For starters, the Earth of 2003
is decimated by a virus; and not
just any virus. Agent Yellow is
frightening not only in how it is
able to wipe out billions of lives
so swiftly, but also in the manner
in which it does so. Simply put, it
burns them alive from the inside
out. Their blood becomes acid
and their bodies flame. And, in what I feel was a masterstroke, Mortimore has Liz Shaw - one of the Doctor’s former associates - die in this most gruesome, agonising fashion. Liz crops up in this novel as little more than an extra; no fuss is made by the author at all over
her identity. In fact, save for a veiled reference to the events of Blood Heat on Benny’s part, Liz’s importance to the Doctor is barely acknowledged and she certainly never meets him
in the narrative. I thought that rather than detract from the weight of her death, Liz’s reduced role in the proceedings only served to make each and every death on Earth – and believe me, there are billions – seem that much more significant. I mean, everyone who dies could be as important to someone as Liz is to the Doctor; indeed, much more so in most cases. But the way that she dies… I can see why some have lambasted it. It’s unspeakably graphic; her whole body just melts away, burning. The way that she stares up from the operating table at Chris - who couldn’t bring himself to carry out a mercy killing - through her one remaining eye is truly harrowing. And because the eyelid on her remaining eye has also been burned away, she can’t do anything but stare at him. Doctor Who hasn’t given me nightmares since
I was a small child but I now have the distinct feeling that tonight this trend will be overturned.
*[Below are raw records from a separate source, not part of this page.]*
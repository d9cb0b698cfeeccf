use crate::error::Error;
use crate::platform::{AlignedOps, Platform};
use crate::{SLOT_SIZE, SLOTS_PER_UNIT, UNIT_SIZE};
#[cfg(feature = "defmt")]
use defmt::trace;

/// Offset of a slot relative to the start of the settings window. Always a multiple of
/// [`SLOT_SIZE`] and smaller than [`UNIT_SIZE`].
#[derive(Copy, Clone, Debug, PartialEq, Eq, PartialOrd, Ord, Hash)]
#[cfg_attr(feature = "defmt", derive(defmt::Format))]
pub struct SlotOffset(u32);

impl SlotOffset {
    pub const FIRST: SlotOffset = SlotOffset(0);

    /// Usage: `SlotOffset::nth(3)` is the slot at byte offset 768.
    pub const fn nth(index: usize) -> Self {
        assert!(index < SLOTS_PER_UNIT);
        Self((index * SLOT_SIZE) as u32)
    }

    pub const fn offset(self) -> u32 {
        self.0
    }

    pub const fn index(self) -> usize {
        self.0 as usize / SLOT_SIZE
    }

    /// The slot written after this one, wrapping to slot 0 at the end of the unit.
    pub const fn next(self) -> Self {
        Self((self.0 + SLOT_SIZE as u32) % UNIT_SIZE as u32)
    }

    pub(crate) fn all() -> impl Iterator<Item = SlotOffset> {
        (0..SLOTS_PER_UNIT).map(SlotOffset::nth)
    }
}

impl From<SlotOffset> for u32 {
    fn from(val: SlotOffset) -> Self {
        val.0
    }
}

/// Exclusive handle on the one erase unit that holds the settings slots. All offsets taken by
/// this type are relative to the window base.
///
/// `program` only clears bits. Callers must only program ranges that are erased (or rewrite
/// bytes with the value they already hold); `erase` is the only way back to `0xFF`.
pub struct FlashWindow<T: Platform> {
    hal: T,
    base: u32,
}

impl<T: Platform> FlashWindow<T> {
    /// Places the window at `base`, which has to be aligned to [`UNIT_SIZE`]. The unit has to be
    /// erasable with whole driver sectors and slots have to be readable and writable in whole
    /// driver words.
    pub fn new(hal: T, base: usize) -> Result<Self, Error> {
        if !base.is_multiple_of(UNIT_SIZE) {
            return Err(Error::InvalidWindowOffset);
        }

        if T::ERASE_SIZE == 0 || !UNIT_SIZE.is_multiple_of(T::ERASE_SIZE) {
            return Err(Error::InvalidWindowSize);
        }

        if T::READ_SIZE == 0
            || T::WRITE_SIZE == 0
            || !SLOT_SIZE.is_multiple_of(T::READ_SIZE)
            || !SLOT_SIZE.is_multiple_of(T::WRITE_SIZE)
        {
            return Err(Error::InvalidWindowSize);
        }

        let end = base.checked_add(UNIT_SIZE).ok_or(Error::InvalidWindowSize)?;
        if end > hal.capacity() || end > u32::MAX as usize {
            return Err(Error::InvalidWindowSize);
        }

        Ok(Self {
            hal,
            base: base as u32,
        })
    }

    /// Places the window on the last erase unit of the device.
    pub fn last_unit(hal: T) -> Result<Self, Error> {
        let base = hal
            .capacity()
            .checked_sub(UNIT_SIZE)
            .ok_or(Error::InvalidWindowSize)?;
        // devices whose capacity is not a multiple of the unit get their last aligned unit
        let base = base - base % UNIT_SIZE;
        Self::new(hal, base)
    }

    /// Absolute device address of the window.
    pub fn base(&self) -> u32 {
        self.base
    }

    pub fn read(&mut self, offset: u32, bytes: &mut [u8]) -> Result<(), Error> {
        check_range(offset, bytes.len())?;

        #[cfg(feature = "defmt")]
        trace!("read @{:#08x}: [{}]", self.base + offset, bytes.len());

        self.hal
            .read(self.base + offset, bytes)
            .map_err(|_| Error::FlashFault)
    }

    /// Programs at most one slot worth of bytes. The destination has to be erased.
    pub fn program(&mut self, offset: u32, bytes: &[u8]) -> Result<(), Error> {
        if bytes.len() > SLOT_SIZE {
            return Err(Error::InvalidParameter);
        }
        check_range(offset, bytes.len())?;

        write_aligned(&mut self.hal, self.base + offset, bytes).map_err(|_| Error::FlashFault)
    }

    /// Resets the whole unit to `0xFF`. Blocks for as long as the device takes to erase a sector.
    pub fn erase(&mut self) -> Result<(), Error> {
        #[cfg(feature = "defmt")]
        trace!("erase @{:#08x}", self.base);

        #[cfg(feature = "debug-logs")]
        println!("  FlashWindow: erase {:#08x}", self.base);

        self.hal
            .erase(self.base, self.base + UNIT_SIZE as u32)
            .map_err(|_| Error::FlashFault)
    }

    pub(crate) fn read_slot(&mut self, slot: SlotOffset) -> Result<[u8; SLOT_SIZE], Error> {
        let mut buf = [0u8; SLOT_SIZE];
        self.read(slot.offset(), &mut buf)?;
        Ok(buf)
    }

    /// Reads only the smallest aligned chunk holding the version byte.
    pub(crate) fn read_version_byte(&mut self, slot: SlotOffset) -> Result<u8, Error> {
        let mut buf = [0u8; SLOT_SIZE];
        let len = T::align_read(1);
        self.read(slot.offset(), &mut buf[..len])?;
        Ok(buf[0])
    }

    pub(crate) fn release(self) -> T {
        self.hal
    }
}

/// `offset..offset + len` has to lie within the unit.
fn check_range(offset: u32, len: usize) -> Result<(), Error> {
    match (offset as usize).checked_add(len) {
        Some(end) if end <= UNIT_SIZE => Ok(()),
        _ => Err(Error::InvalidParameter),
    }
}

#[inline(always)]
pub(crate) fn write_aligned<T: Platform>(
    hal: &mut T,
    offset: u32,
    bytes: &[u8],
) -> Result<(), T::Error> {
    #[cfg(feature = "defmt")]
    trace!("write_aligned @{:#08x}: [{}]", offset, bytes.len());

    if bytes.len().is_multiple_of(T::WRITE_SIZE) {
        if bytes.is_empty() {
            return Ok(());
        }
        hal.write(offset, bytes)
    } else {
        let pivot = T::align_write_floor(bytes.len());
        let header = &bytes[..pivot];
        let trailer = &bytes[pivot..];
        if !header.is_empty() {
            hal.write(offset, header)?;
        }

        // the trailer can be skipped if it is all ones, that is what the erased flash holds anyway
        if trailer.iter().any(|&e| e != 0xFF) {
            let mut buf = [0xFFu8; SLOT_SIZE];
            let buf = &mut buf[..T::align_write_ceil(trailer.len())];
            buf[..trailer.len()].copy_from_slice(trailer);
            hal.write(offset + (pivot as u32), buf)?
        }

        Ok(())
    }
}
“I have walked in Eternity. And Eternity weeps.”
Eternity Weeps, as any reasonable person may gather from the title, is grim. It’s brutal and it’s savage and it’s overpoweringly sad. In his notes in both the front and back of the book, the author documents the recent personal tragedies of his own life in some detail, and so I wouldn’t be surprised if Eternity Weeps is some twisted form of catharsis on his part. But regardless, were I Colin Booth Mortimore, the author’s late father, I would be honoured to have such an awesome and thrilling novel dedicated to my memory. There aren’t many Who novels that can be described as being truly ‘edge of the seat’ stuff, but this one certainly can. I couldn’t stop reading and I couldn’t stay sat down.